- MATERIAL SUPPLIED -
#[cfg(test)]
mod tests {
    use std::sync::atomic::{AtomicUsize, Ordering};
    use std::sync::{Arc, Mutex};

    use super::*;
    use crate::value::stringify;

    fn team() -> Value {
        Value::object([
            ("name", Value::from("core")),
            (
                "lead",
                Value::object([("name", Value::from("sam")), ("wage", Value::from(30.0))]),
            ),
            (
                "members",
                Value::array([Value::object([
                    ("name", Value::from("alex")),
                    ("wage", Value::from(20.0)),
                ])]),
            ),
        ])
    }

    fn build(name: &str) -> (State, ObservableStore) {
        let state = State::new();
        let observer = ObservableStore::observable_store(
            &state,
            team(),
            StoreOptions::new(name),
            Bindings::new(),
        );
        (state, observer)
    }

    #[test]
    fn injection_shadows_scalars_recursively() {
        let mut graph = team();
        inject_monitor_setters(&mut graph);

        let top = graph.as_object().unwrap();
        assert!(top.contains_key("@state__name"));
        assert!(!top.contains_key("name"));
        // Containers keep their names; their scalar contents are shadowed.
        let lead = top.get("lead").unwrap().as_object().unwrap();
        assert!(lead.contains_key("@state__wage"));
        let member = top.get("members").unwrap().as_array().unwrap()[0]
            .as_object()
            .unwrap();
        assert!(member.contains_key("@state__name"));
    }

    #[test]
    fn strip_restores_original_shape() {
        let original = team();
        let mut graph = original.clone();
        inject_monitor_setters(&mut graph);
        strip_injected_keys(&mut graph);
        assert_eq!(stringify(&graph), stringify(&original));
    }

    #[test]
    fn scalar_write_fires_one_clean_notification() {
        let (_state, observer) = build("scalar");
        let seen = Arc::new(Mutex::new(Vec::new()));
        let seen_clone = Arc::clone(&seen);
        observer.create_listener("watch", move |change| {
            seen_clone.lock().unwrap().push(change.clone());
        });

        assert!(observer.set("lead.name", "robin"));
        assert!(!observer.is_dirty());

        let changes = seen.lock().unwrap();
        assert_eq!(changes.len(), 1);
        let change = &changes[0];
        assert_eq!(
            crate::value::get_path(&change.previous_state, "lead.name"),
            Some(&Value::from("sam"))
        );
        assert_eq!(
            crate::value::get_path(&change.new_state, "lead.name"),
            Some(&Value::from("robin"))
        );
        // Snapshots differ only in the written field.
        assert_eq!(
            crate::value::get_path(&change.previous_state, "name"),
            crate::value::get_path(&change.new_state, "name")
        );
        // And carry no bookkeeping keys.
        assert!(!stringify(&change.new_state).contains(INJECT_PREFIX));
        assert!(!stringify(&change.previous_state).contains(INJECT_PREFIX));
    }

    #[test]
    fn equal_scalar_write_is_silent() {
        let (_state, observer) = build("silent");
        let calls = Arc::new(AtomicUsize::new(0));
        let calls_clone = Arc::clone(&calls);
        observer.create_listener("watch", move |_| {
            calls_clone.fetch_add(1, Ordering::SeqCst);
        });

        assert!(!observer.set("name", "core"));
        assert_eq!(calls.load(Ordering::SeqCst), 0);
    }

    #[test]
    fn push_and_pop_each_fire_once() {
        let (_state, observer) = build("arrays");
        let calls = Arc::new(AtomicUsize::new(0));
        let calls_clone = Arc::clone(&calls);
        observer.create_listener("watch", move |_| {
            calls_clone.fetch_add(1, Ordering::SeqCst);
        });

        assert!(observer.push(
            "members",
            Value::object([("name", Value::from("kit")), ("wage", Value::from(18.0))]),
        ));
        assert_eq!(calls.load(Ordering::SeqCst), 1);
        // The new element was injected: its fields are observable.
        assert!(observer.set("members.1.wage", 19.0));
        assert_eq!(calls.load(Ordering::SeqCst), 2);

        let removed = observer.pop("members").unwrap();
        assert_eq!(
            crate::value::get_path(&removed, "name"),
            Some(&Value::from("kit"))
        );
        assert_eq!(calls.load(Ordering::SeqCst), 3);
        // Remaining elements are still observable after the removal.
        assert!(observer.set("members.0.wage", 21.0));
        assert_eq!(calls.load(Ordering::SeqCst), 4);

        assert!(observer.pop("missing").is_none());
        assert_eq!(calls.load(Ordering::SeqCst), 4);
    }

    #[test]
    fn splice_notifies_only_on_length_change() {
        let (_state, observer) = build("splice");
        let calls = Arc::new(AtomicUsize::new(0));
        let calls_clone = Arc::clone(&calls);
        observer.create_listener("watch", move |_| {
            calls_clone.fetch_add(1, Ordering::SeqCst);
        });

        // Replacement of equal length: no length change, no notification.
        let removed = observer.splice(
            "members",
            0,
            1,
            vec![Value::object([("name", Value::from("drew"))])],
        );
        assert_eq!(removed.len(), 1);
        assert_eq!(calls.load(Ordering::SeqCst), 0);

        // Removal-only: length changes, one notification.
        let removed = observer.splice("members", 0, 1, vec![]);
        assert_eq!(removed.len(), 1);
        assert_eq!(calls.load(Ordering::SeqCst), 1);
    }

    #[test]
    fn unshift_shift_and_extend() {
        let (_state, observer) = build("ends");
        let calls = Arc::new(AtomicUsize::new(0));
        let calls_clone = Arc::clone(&calls);
        observer.create_listener("watch", move |_| {
            calls_clone.fetch_add(1, Ordering::SeqCst);
        });

        assert!(observer.unshift("members", Value::object([("name", Value::from("max"))])));
        let first = observer.shift("members").unwrap();
        assert_eq!(
            crate::value::get_path(&first, "name"),
            Some(&Value::from("max"))
        );
        assert!(observer.extend(
            "members",
            vec![Value::from("x"), Value::from("y")],
        ));
        assert!(!observer.extend("members", vec![]));
        assert_eq!(calls.load(Ordering::SeqCst), 3);
    }

    #[test]
    fn container_write_is_injected_and_observable() {
        let (_state, observer) = build("nested");
        assert!(observer.set(
            "lead",
            Value::object([("name", Value::from("jo")), ("wage", Value::from(40.0))]),
        ));
        assert!(observer.set("lead.wage", 41.0));
        assert_eq!(observer.get("lead.wage"), Some(Value::from(41.0)));
    }

    #[test]
    fn set_data_is_disabled() {
        let (_state, observer) = build("frozen");
        let err = observer.set_data(Value::from(1)).unwrap_err();
        assert!(matches!(err, StateError::DirectObservableWrite));
    }

    #[test]
    fn data_snapshot_is_clean_and_detached() {
        let (_state, observer) = build("snapshot");
        let snapshot = observer.data();
        assert!(!stringify(&snapshot).contains(INJECT_PREFIX));
        assert_eq!(
            crate::value::get_path(&snapshot, "lead.name"),
            Some(&Value::from("sam"))
        );
    }

    #[test]
    fn recreation_replaces_the_registered_observer() {
        let state = State::new();
        let first = ObservableStore::observable_store(
            &state,
            team(),
            StoreOptions::new("employees"),
            Bindings::new(),
        );
        first.set("name", "old");

        let _second = ObservableStore::observable_store(
            &state,
            team(),
            StoreOptions::new("employees"),
            Bindings::new(),
        );
        let found = state.find_state_observer("employees").unwrap();
        assert_eq!(found.get("name"), Some(Value::from("core")));
    }

    #[tokio::test]
    async fn bindings_wire_handlers_at_construction() {
        let state = State::new();
        let calls = Arc::new(AtomicUsize::new(0));
        let calls_clone = Arc::clone(&calls);
        let bindings = Bindings::new()
            .listener("watch", move |_| {
                calls_clone.fetch_add(1, Ordering::SeqCst);
            })
            .inline_action("raise", |data, args| {
                let percent = args.first().and_then(Value::as_f64).unwrap_or(0.0);
                let wage = observed_path(data, "lead.wage")
                    .and_then(Value::as_f64)
                    .unwrap_or(0.0);
                let raised = wage * (1.0 + percent);
                if let Some(Value::Object(lead)) =
                    data.as_object_mut().and_then(|top| top.get_mut("lead"))
                {
                    lead.insert("@state__wage".to_string(), Value::from(raised));
                }
                Ok(Value::from(raised))
            });

        let observer = ObservableStore::observable_store(
            &state,
            team(),
            StoreOptions::new("wired"),
            bindings,
        );

        // Installation itself must not notify.
        assert_eq!(calls.load(Ordering::SeqCst), 0);

        let raised = observer.execute("raise", vec![Value::from(0.5)]).await.unwrap();
        assert_eq!(raised, Value::from(45.0));
        assert_eq!(observer.get("lead.wage"), Some(Value::from(45.0)));
        // The inline mutation left the store dirty, so the execute path
        // notified once.
        assert_eq!(calls.load(Ordering::SeqCst), 1);
    }
}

- TO DO -
From the material above, please return each line containing "ObservableStore".

- ANSWER -
    fn build(name: &str) -> (State, ObservableStore) {
        let observer = ObservableStore::observable_store(
        let first = ObservableStore::observable_store(
        let _second = ObservableStore::observable_store(
        let observer = ObservableStore::observable_store(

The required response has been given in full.